Built at the height of the Cold War in 1958, Camp Hero's enormous radar was part of America's 'Semi-Automatic Ground Environment' (SAGE) defense network, designed to detect a surprise attack by Soviet missile bombers.
Akin to Israel's 'Iron Dome,' the giant antenna would signal a thirty minute warning in the event of a nuclear attack. The radar would then activate the Nike missile project (developed by Bell Telephone Laboratories) that was situated in cannons located along the coastlines of America's most important strategic cities.
There were 19 heavily guarded Nike missile batteries in New York City alone as part of what the US Army called a 'Ring of Supersonic Steel.'
Meanwhile, the imposing antennae at Camp Hero has raised suspicion as far back as to when it was first constructed. Its frequency goes up to 425MHz, which is also the frequency allegedly needed to enter human consciousness, and many nearby residents reported suffering from severe headaches over the years.
Of the 12 such similar towers that were once scattered around the country, Camp Hero’s is the only one that remains standing and it is listed as a National Historic Site. The 90-foot-tall concrete tower plus 40-foot-wide steel dish is visible for miles and is instantly recognizable Long Island landmark; and although it is no longer active, that doesn’t keep the dish from mysteriously changing positions.
One local named Paul Fagan, spent 14 years researching Camp Hero and painstakingly sifting through government documents at the National Archives in Manhattan.
He told the New York Post that there may be a nuclear reactor secretly buried at the site, leftover from the Cold War-era Nuclear Power Program which explains the secrecy behind the underground facility — he suspects that the conspiracy theories about Camp Hero may have been planted to deflect attention from the possible reactor.
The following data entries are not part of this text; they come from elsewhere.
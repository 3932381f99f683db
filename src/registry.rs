//! Template registry: which prompt templates exist for the declared phases.
//!
//! Templates live at `<templates_dir>/<phase_id>/<theme_id>_step<N>.md`.
//! The registry only reports templates for phases and themes declared in the
//! system config, ordered by declaration (phase, then theme) and step number,
//! never by filesystem order.

use crate::config::{PhaseDef, SystemConfig, ThemeDef};
use crate::error::{BsrsError, Result};
use regex::Regex;
use std::path::{Path, PathBuf};
use std::sync::LazyLock;

static TEMPLATE_NAME: LazyLock<Regex> = LazyLock::new(|| {
    Regex::new(r"^(?P<theme>[A-Za-z0-9_-]+?)_step(?P<step>\d+)\.md$")
        .expect("Invalid template name regex")
});

/// One prompt template on disk.
#[derive(Debug, Clone, PartialEq, Eq)]
pub struct TemplateEntry {
    pub phase: String,
    pub theme: String,
    pub step: u32,
    pub path: PathBuf,
}

impl TemplateEntry {
    /// `phase/theme/step`, the form accepted on the command line.
    pub fn target(&self) -> String {
        format!("{}/{}/{}", self.phase, self.theme, self.step)
    }
}

/// Ordered set of available templates.
#[derive(Debug, Clone)]
pub struct TemplateRegistry {
    entries: Vec<TemplateEntry>,
}

impl TemplateRegistry {
    /// Scan `dir` for the templates of every declared phase.
    ///
    /// # Returns
    ///
    /// * `Ok(TemplateRegistry)` - Every declared phase has at least one template
    /// * `Err(BsrsError::TemplateMissing)` - The first declared phase without one
    pub fn scan(system: &SystemConfig, dir: &Path) -> Result<Self> {
        let mut entries = Vec::new();

        for phase in &system.phases {
            let found = scan_phase(phase, &dir.join(&phase.id));
            if found.is_empty() {
                return Err(BsrsError::TemplateMissing {
                    phase: phase.id.clone(),
                    dir: dir.to_path_buf(),
                });
            }
            entries.extend(found);
        }

        tracing::debug!(dir = %dir.display(), count = entries.len(), "scanned template registry");
        Ok(Self { entries })
    }

    #[cfg(test)]
    pub fn from_entries(entries: Vec<TemplateEntry>) -> Self {
        Self { entries }
    }

    /// All entries in declared order.
    pub fn entries(&self) -> &[TemplateEntry] {
        &self.entries
    }

    /// Phase ids that have templates, in declared order.
    pub fn phases(&self) -> Vec<&str> {
        let mut phases: Vec<&str> = Vec::new();
        for entry in &self.entries {
            if phases.last() != Some(&entry.phase.as_str()) {
                phases.push(&entry.phase);
            }
        }
        phases
    }

    /// Entries of one phase, in declared order.
    pub fn entries_for_phase<'a>(&'a self, phase: &'a str) -> impl Iterator<Item = &'a TemplateEntry> + 'a {
        self.entries.iter().filter(move |e| e.phase == phase)
    }

    #[cfg(test)]
    pub fn find(&self, phase: &str, theme: &str, step: u32) -> Option<&TemplateEntry> {
        self.entries
            .iter()
            .find(|e| e.phase == phase && e.theme == theme && e.step == step)
    }
}

/// Collect the templates of one phase in declared theme order.
fn scan_phase(phase: &PhaseDef, phase_dir: &Path) -> Vec<TemplateEntry> {
    let Ok(read_dir) = std::fs::read_dir(phase_dir) else {
        return Vec::new();
    };

    let mut found: Vec<(String, u32, PathBuf)> = Vec::new();
    for entry in read_dir.filter_map(|e| e.ok()) {
        let path = entry.path();
        if !path.is_file() {
            continue;
        }
        let file_name = entry.file_name();
        let Some(caps) = file_name.to_str().and_then(|n| TEMPLATE_NAME.captures(n)) else {
            tracing::debug!(path = %path.display(), "ignoring non-template file");
            continue;
        };
        let Ok(step) = caps["step"].parse::<u32>() else {
            continue;
        };
        if step == 0 {
            tracing::debug!(path = %path.display(), "ignoring template with step 0");
            continue;
        }
        let theme = caps["theme"].to_string();
        if phase.theme(&theme).is_none() {
            tracing::debug!(path = %path.display(), phase = %phase.id, theme = %theme, "ignoring template for undeclared theme");
            continue;
        }
        found.push((theme, step, path));
    }

    let mut entries = Vec::new();
    for theme in &phase.themes {
        let mut steps: Vec<&(String, u32, PathBuf)> =
            found.iter().filter(|(t, _, _)| *t == theme.id).collect();
        if steps.is_empty() {
            warn_missing_theme(phase, theme);
            continue;
        }
        steps.sort_by_key(|(_, step, _)| *step);
        entries.extend(steps.into_iter().map(|(theme, step, path)| TemplateEntry {
            phase: phase.id.clone(),
            theme: theme.clone(),
            step: *step,
            path: path.clone(),
        }));
    }
    entries
}

fn warn_missing_theme(phase: &PhaseDef, theme: &ThemeDef) {
    tracing::warn!(
        phase = %phase.id,
        theme = %theme.id,
        "declared theme '{}' has no templates",
        theme.name
    );
}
Filmmaker Chris Garetano, who grew up in the area, has been obsessed with the theories since he was a child.
In 2017, he teamed up with former CIA operative Barry Eisler and award-winning journalist Steve Volk, to explore the conspiracies and accusations that surround Camp Hero in a History Channel documentary called 'The Dark Files.'
For Garetano, it was a journey he wanted to embark on since he was a kid hearing the rumors about the military base.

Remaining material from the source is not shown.